Na gaveta da cômoda, móvel funcional que não ocupava muito espaço no quarto, acharam a escritura da venda do terreno de família. Única herança deixada pela mãe. Morte súbita, em uma manhã fria de agosto, a diarista entrou na casa e não ouviu a movimentação rotineira na cozinha. Morreu como um passarinho durante o sono. A serenidade que ostentava no sono eterno era oposta à guerra que teve início no próprio velório. Deixara um terreno, divisão irregular, que logo tornou-se campo de batalha entre os dois filhos, ambos reivindicavam para si a maior parte. O documento às mãos do detetive era o estandarte da vitória amarga. Os irmãos romperam contato após a disputa, finalizada com ameaças de ódio até a próxima encarnação.

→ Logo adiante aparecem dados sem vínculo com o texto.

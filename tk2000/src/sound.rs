//! Speaker toggle at 0xC030-0xC03F (spec §4.6).
//!
//! Every bus access to the range flips a 1-bit line. On each flip the
//! component computes how many audio samples the elapsed CPU-cycle gap
//! represents and pushes that many constant-amplitude samples to the host
//! audio sink before flipping — this is how a 1-bit toggle line becomes an
//! (approximately) square-wave speaker.

const TICK_SECONDS: f64 = 1.0 / 1_000_000.0; // nominal 1 MHz CPU
const SAMPLE_RATE: f64 = 16_000.0;
const MAX_BUFFERED_SAMPLES: usize = 16_000;
const AMPLITUDE_HIGH: u8 = 120;
const AMPLITUDE_LOW: u8 = 0;

/// Host collaborator receiving emitted audio. Out of the core's scope
/// (spec §1): the host owns the real device, the core only produces
/// signed-PCM 8-bit mono 16 kHz samples to feed it.
pub trait AudioSink {
    fn push_samples(&mut self, samples: &[u8]);
}

/// Sink used when no host audio device is available; drops samples
/// silently so the emulation keeps running (spec §7 "Audio unavailable").
#[derive(Default)]
pub struct NullSink;

impl AudioSink for NullSink {
    fn push_samples(&mut self, _samples: &[u8]) {}
}

pub struct Sound {
    line_high: bool,
    last_toggle_clock: u64,
    available: bool,
    last_error: Option<String>,
    /// User-facing mute toggle (spec §6 `setSoundEnabled`), independent of
    /// `available` which tracks hardware failure (spec §7).
    user_enabled: bool,
}

impl Default for Sound {
    fn default() -> Self {
        Self::new()
    }
}

impl Sound {
    pub fn new() -> Self {
        Self {
            line_high: false,
            last_toggle_clock: 0,
            available: true,
            last_error: None,
            user_enabled: true,
        }
    }

    pub fn is_available(&self) -> bool {
        self.available
    }

    pub fn last_error(&self) -> Option<&str> {
        self.last_error.as_deref()
    }

    /// Recorded by the frontend if the host audio device failed to open;
    /// the component keeps running as a no-op (spec §7).
    pub fn mark_unavailable(&mut self, reason: impl Into<String>) {
        self.available = false;
        self.last_error = Some(reason.into());
    }

    pub fn set_enabled(&mut self, enabled: bool) {
        self.user_enabled = enabled;
    }

    /// Any read or write to the softswitch range toggles the line.
    /// Returns the byte to answer a read with (0xFF, open-bus convention;
    /// the softswitch's own value is nominal per spec §4.6/glossary).
    pub fn toggle(&mut self, clock: u64, sink: &mut dyn AudioSink) -> u8 {
        if self.available && self.user_enabled {
            let duration = clock.wrapping_sub(self.last_toggle_clock);
            let samples = (duration as f64 * TICK_SECONDS * SAMPLE_RATE) as usize;
            if samples <= MAX_BUFFERED_SAMPLES {
                let amplitude = if self.line_high {
                    AMPLITUDE_HIGH
                } else {
                    AMPLITUDE_LOW
                };
                let buf = vec![amplitude; samples];
                sink.push_samples(&buf);
            }
        }
        self.last_toggle_clock = clock;
        self.line_high = !self.line_high;
        0xFF
    }
}

#[cfg(test)]
mod tests {
    use super::*;

    #[derive(Default)]
    struct CollectSink(Vec<u8>);
    impl AudioSink for CollectSink {
        fn push_samples(&mut self, samples: &[u8]) {
            self.0.extend_from_slice(samples);
        }
    }

    #[test]
    fn toggle_emits_samples_proportional_to_elapsed_cycles() {
        let mut sound = Sound::new();
        let mut sink = CollectSink::default();
        // First toggle: elapsed 0 cycles from startup, no samples (amplitude low, 0 samples).
        sound.toggle(0, &mut sink);
        // 1000 cycles @ 1 MHz = 1ms = 16 samples @ 16kHz.
        sound.toggle(1000, &mut sink);
        assert_eq!(sink.0.len(), 16);
        assert!(sink.0.iter().all(|&b| b == AMPLITUDE_LOW));
    }

    #[test]
    fn clamp_guards_against_huge_gaps() {
        let mut sound = Sound::new();
        let mut sink = CollectSink::default();
        sound.toggle(0, &mut sink);
        // A huge gap (> 16000 samples worth of cycles) emits nothing.
        sound.toggle(2_000_000_000, &mut sink);
        assert!(sink.0.is_empty());
    }

    #[test]
    fn unavailable_sound_is_a_no_op() {
        let mut sound = Sound::new();
        sound.mark_unavailable("no audio device");
        let mut sink = CollectSink::default();
        sound.toggle(0, &mut sink);
        sound.toggle(100_000, &mut sink);
        assert!(sink.0.is_empty());
        assert_eq!(sound.last_error(), Some("no audio device"));
    }

    #[test]
    fn user_mute_is_a_no_op_but_not_an_error() {
        let mut sound = Sound::new();
        sound.set_enabled(false);
        let mut sink = CollectSink::default();
        sound.toggle(0, &mut sink);
        sound.toggle(100_000, &mut sink);
        assert!(sink.0.is_empty());
        assert!(sound.is_available());
        assert_eq!(sound.last_error(), None);
    }
}
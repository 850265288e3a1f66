/// Metric Scoring Engine
///
/// Eighteen scorers, one per [`MetricKind`], each measuring a single physical
/// quantity inside one rep's frame window and mapping it onto a 0-100 score.
/// Scorers never fail: a quantity that cannot be measured yields a neutral
/// score with an explanatory summary.

pub mod bands;
mod lower_body;
mod movement;
mod upper_body;

use std::collections::BTreeMap;

use statrs::statistics::Statistics;

use crate::models::{DetectedRep, LandmarkIndex, MetricKind, MetricScore, PoseFrame};

/// Normalized image height assumed to span a 72-inch subject
pub const INCHES_PER_UNIT: f64 = 72.0;

/// Fraction of the standing-to-bottom descent a frame needs to be active
const ACTIVE_DESCENT_FRACTION: f64 = 0.25;

/// Body heights below this are treated as unmeasurable
const MIN_BODY_HEIGHT: f64 = 0.05;

/// Hip or stance widths below this cannot normalize a ratio
pub(crate) const MIN_WIDTH: f64 = 0.01;

/// Neutral score when a normalizing quantity vanishes
pub(crate) const NEUTRAL_MISSING: u8 = 50;

/// Neutral score when the rep or the view cannot show the quantity
pub(crate) const NEUTRAL_UNOBSERVABLE: u8 = 75;

/// One rep's window into the conditioned frame stream
#[derive(Debug, Clone)]
pub struct RepContext<'a> {
    frames: &'a [PoseFrame],
    rep: DetectedRep,
    body_height: Option<f64>,
    active: Vec<usize>,
}

impl<'a> RepContext<'a> {
    /// `rep` must lie inside `frames`; out-of-range bounds are clamped
    pub fn new(frames: &'a [PoseFrame], rep: DetectedRep) -> Self {
        let last = frames.len().saturating_sub(1);
        let end = rep.end_frame.min(last);
        let bottom = rep.bottom_frame.min(end);
        let start = rep.start_frame.min(bottom);
        let rep = DetectedRep::new(start, bottom, end);

        let body_height = frames
            .get(start)
            .map(PoseFrame::body_height)
            .filter(|h| *h >= MIN_BODY_HEIGHT);

        let active = active_frames(frames, rep);

        Self {
            frames,
            rep,
            body_height,
            active,
        }
    }

    pub fn rep(&self) -> DetectedRep {
        self.rep
    }

    pub fn frames(&self) -> &'a [PoseFrame] {
        self.frames
    }

    pub fn frame(&self, index: usize) -> &'a PoseFrame {
        &self.frames[index]
    }

    pub fn start(&self) -> &'a PoseFrame {
        self.frame(self.rep.start_frame)
    }

    pub fn bottom(&self) -> &'a PoseFrame {
        self.frame(self.rep.bottom_frame)
    }

    /// Body height at rep start, `None` if too small to normalize by
    pub fn body_height(&self) -> Option<f64> {
        self.body_height
    }

    /// Every frame of the rep with its absolute index
    pub fn rep_frames(&self) -> impl Iterator<Item = (usize, &'a PoseFrame)> + '_ {
        (self.rep.start_frame..=self.rep.end_frame).map(move |i| (i, self.frame(i)))
    }

    /// Frames from the bottom to the end of the rep
    pub fn ascent_frames(&self) -> impl Iterator<Item = (usize, &'a PoseFrame)> + '_ {
        (self.rep.bottom_frame..=self.rep.end_frame).map(move |i| (i, self.frame(i)))
    }

    /// Mid-movement frames, excluding setup and lockout
    pub fn active_frames(&self) -> impl Iterator<Item = (usize, &'a PoseFrame)> + '_ {
        self.active.iter().map(move |&i| (i, self.frame(i)))
    }

    pub fn duration(&self, from: usize, to: usize) -> f64 {
        self.frame(to).timestamp - self.frame(from).timestamp
    }
}

/// Frames whose hip has descended at least a quarter of the way to the bottom
fn active_frames(frames: &[PoseFrame], rep: DetectedRep) -> Vec<usize> {
    if frames.is_empty() {
        return Vec::new();
    }

    let standing = frames[rep.start_frame].hip_height();
    let depth = frames[rep.bottom_frame].hip_height() - standing;
    let all = rep.start_frame..=rep.end_frame;

    if depth <= f64::EPSILON {
        return all.collect();
    }

    let threshold = standing + ACTIVE_DESCENT_FRACTION * depth;
    all.filter(|&i| frames[i].hip_height() >= threshold).collect()
}

/// Score a single metric for one rep.
///
/// `all_reps` is only read by cross-rep metrics.
pub fn score_metric(kind: MetricKind, ctx: &RepContext<'_>, all_reps: &[DetectedRep]) -> MetricScore {
    match kind {
        MetricKind::Depth => lower_body::depth(ctx),
        MetricKind::KneeTracking => lower_body::knee_tracking(ctx),
        MetricKind::BackAngle => upper_body::back_angle(ctx),
        MetricKind::BarPath => upper_body::bar_path(ctx),
        MetricKind::Symmetry => movement::symmetry(ctx),
        MetricKind::ButtWink => upper_body::butt_wink(ctx),
        MetricKind::Tempo => movement::tempo(ctx),
        MetricKind::HeelRise => lower_body::heel_rise(ctx),
        MetricKind::StanceWidth => lower_body::stance_width(ctx),
        MetricKind::HipShift => movement::hip_shift(ctx),
        MetricKind::KneeValgus => lower_body::knee_valgus(ctx),
        MetricKind::KneeTravel => lower_body::knee_travel(ctx),
        MetricKind::DepthConsistency => depth_consistency(ctx.frames(), all_reps),
        MetricKind::ThoracicRounding => upper_body::thoracic_rounding(ctx),
        MetricKind::HipRiseRate => movement::hip_rise_rate(ctx),
        MetricKind::ReversalControl => movement::reversal_control(ctx),
        MetricKind::StanceWidthShift => lower_body::stance_width_shift(ctx),
        MetricKind::HeadPosition => upper_body::head_position(ctx),
    }
}

/// Score every per-rep metric. Cross-rep metrics are left to the caller.
pub fn score_rep(ctx: &RepContext<'_>) -> BTreeMap<MetricKind, MetricScore> {
    MetricKind::ALL
        .iter()
        .filter(|kind| !kind.is_cross_rep())
        .map(|&kind| (kind, score_metric(kind, ctx, &[])))
        .collect()
}

/// Coefficient of variation of bottom hip heights across all reps
pub fn depth_consistency(frames: &[PoseFrame], reps: &[DetectedRep]) -> MetricScore {
    movement::depth_consistency(frames, reps)
}

/// Trunk lean: mid-hip to mid-shoulder, degrees from vertical
pub(crate) fn trunk_angle(frame: &PoseFrame) -> f64 {
    crate::services::geometry::angle_from_vertical(
        frame.midpoint(LandmarkIndex::LeftHip, LandmarkIndex::RightHip),
        frame.midpoint(LandmarkIndex::LeftShoulder, LandmarkIndex::RightShoulder),
    )
}

/// Head lean: mid-shoulder to nose, degrees from vertical
pub(crate) fn head_angle(frame: &PoseFrame) -> f64 {
    crate::services::geometry::angle_from_vertical(
        frame.midpoint(LandmarkIndex::LeftShoulder, LandmarkIndex::RightShoulder),
        frame.landmark(LandmarkIndex::Nose).point(),
    )
}

pub(crate) fn mean(values: &[f64]) -> Option<f64> {
    if values.is_empty() {
        None
    } else {
        Some(values.mean())
    }
}

pub(crate) fn population_std_dev(values: &[f64]) -> Option<f64> {
    if values.is_empty() {
        None
    } else {
        Some(values.population_std_dev())
    }
}

/// Largest value and the index it came from
pub(crate) fn peak<I>(values: I) -> Option<(usize, f64)>
where
    I: IntoIterator<Item = (usize, f64)>,
{
    values
        .into_iter()
        .filter(|(_, v)| !v.is_nan())
        .fold(None, |best, (i, v)| match best {
            Some((_, b)) if b >= v => best,
            _ => Some((i, v)),
        })
}

#[cfg(test)]
pub(crate) mod test_support {
    use crate::models::{Landmark, LandmarkIndex, PoseFrame, NUM_LANDMARKS};

    /// Frontal standing pose: 0.2 stance, 0.12 hip width, body height 0.6
    pub fn standing(timestamp: f64) -> PoseFrame {
        let mut landmarks = [Landmark::new(0.5, 0.5, 0.0, 0.9); NUM_LANDMARKS];
        let mut set = |idx: LandmarkIndex, x: f64, y: f64| {
            landmarks[idx as usize] = Landmark::new(x, y, 0.0, 0.9);
        };
        set(LandmarkIndex::Nose, 0.5, 0.18);
        set(LandmarkIndex::LeftShoulder, 0.375, 0.3);
        set(LandmarkIndex::RightShoulder, 0.625, 0.3);
        set(LandmarkIndex::LeftHip, 0.44, 0.5);
        set(LandmarkIndex::RightHip, 0.56, 0.5);
        set(LandmarkIndex::LeftKnee, 0.42, 0.7);
        set(LandmarkIndex::RightKnee, 0.58, 0.7);
        set(LandmarkIndex::LeftAnkle, 0.4, 0.9);
        set(LandmarkIndex::RightAnkle, 0.6, 0.9);
        set(LandmarkIndex::LeftHeel, 0.4, 0.91);
        set(LandmarkIndex::RightHeel, 0.6, 0.91);
        set(LandmarkIndex::LeftFootIndex, 0.4, 0.93);
        set(LandmarkIndex::RightFootIndex, 0.6, 0.93);
        PoseFrame::new(timestamp, landmarks)
    }

    /// Move hips and everything above them down by `drop`
    pub fn lowered(frame: &PoseFrame, drop: f64) -> PoseFrame {
        let mut frame = frame.clone();
        for idx in [
            LandmarkIndex::Nose,
            LandmarkIndex::LeftShoulder,
            LandmarkIndex::RightShoulder,
            LandmarkIndex::LeftHip,
            LandmarkIndex::RightHip,
        ] {
            frame.landmarks[idx as usize].y += drop;
        }
        frame
    }

    /// 31 frames at 30 fps: standing, sinusoidal descent to `depth`, standing
    pub fn squat_rep(depth: f64) -> Vec<PoseFrame> {
        (0..=30)
            .map(|i| {
                let phase = 2.0 * std::f64::consts::PI * i as f64 / 30.0;
                let drop = depth * (1.0 - phase.cos()) / 2.0;
                lowered(&standing(i as f64 / 30.0), drop)
            })
            .collect()
    }
}

#[cfg(test)]
mod tests {
    use super::test_support::*;
    use super::*;
    use crate::models::Rating;

    #[test]
    fn test_active_frames_exclude_standing() {
        let frames = squat_rep(0.25);
        let ctx = RepContext::new(&frames, DetectedRep::new(0, 15, 30));
        let active: Vec<usize> = ctx.active_frames().map(|(i, _)| i).collect();

        // 25% of the descent is reached at frames 5 and 25
        assert!((6..=24).all(|i| active.contains(&i)));
        assert!(!active.iter().any(|&i| i < 5 || i > 25));
    }

    #[test]
    fn test_flat_rep_is_fully_active() {
        let frames: Vec<PoseFrame> = (0..10).map(|i| standing(i as f64 / 30.0)).collect();
        let ctx = RepContext::new(&frames, DetectedRep::new(0, 0, 9));
        assert_eq!(ctx.active_frames().count(), 10);
    }

    #[test]
    fn test_context_clamps_bounds() {
        let frames = squat_rep(0.25);
        let ctx = RepContext::new(&frames, DetectedRep::new(0, 15, 99));
        assert_eq!(ctx.rep(), DetectedRep::new(0, 15, 30));
        assert!((ctx.body_height().unwrap() - 0.6).abs() < 1e-9);
    }

    #[test]
    fn test_score_rep_covers_per_rep_metrics() {
        let frames = squat_rep(0.25);
        let ctx = RepContext::new(&frames, DetectedRep::new(0, 15, 30));
        let scores = score_rep(&ctx);

        assert_eq!(scores.len(), MetricKind::ALL.len() - 1);
        assert!(!scores.contains_key(&MetricKind::DepthConsistency));
        for (kind, score) in &scores {
            assert!(score.score <= 100, "{kind} out of range");
            assert_eq!(score.rating, Rating::from_score(score.score));
        }
    }

    #[test]
    fn test_clean_frontal_rep_scores_well() {
        let frames = squat_rep(0.25);
        let ctx = RepContext::new(&frames, DetectedRep::new(0, 15, 30));

        for kind in [
            MetricKind::Depth,
            MetricKind::KneeTracking,
            MetricKind::Symmetry,
            MetricKind::HeelRise,
            MetricKind::StanceWidthShift,
            MetricKind::HipShift,
        ] {
            let score = score_metric(kind, &ctx, &[]);
            assert_eq!(score.rating, Rating::Green, "{kind}: {}", score.summary);
        }
    }

    #[test]
    fn test_peak_picks_first_maximum() {
        assert_eq!(peak(vec![(3, 1.0), (4, 2.0), (5, 2.0)]), Some((4, 2.0)));
        assert_eq!(peak(Vec::<(usize, f64)>::new()), None);
    }
}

A cozinha rompe com a organização quase intocada do restante da casa. A pia revelava o abandono de dias. Aproximou-se das taças, uma marcada por batom, tom de rubro terroso. Gotas secas de púrpura ainda no cristalino. Desviou para as xícaras de café, o tracejar negro no fundo da porcelana branca. Por último, uma só caneca, o conteúdo ainda líquido indicava que era a mais recente. Chá de flores orientais. São sempre os rastros que falam o que se tenta ocultar. No dia depois do encontro se desconhece o retrato falado, a digital, as xícaras brancas em que se tomou o café. Prefere-se o chá, flores orientais e a melancolia da ausência em plena infusão.


O detetive ajeita os óculos no nariz. Deixou passar algo. Um rastro. Mínimo. Fecha os olhos. Um simples movimento das pálpebras. Desperta um novo olhar sobre a perda. O que deixou passar? Precisa olhar para o que perdeu para reconhecer que era pouco.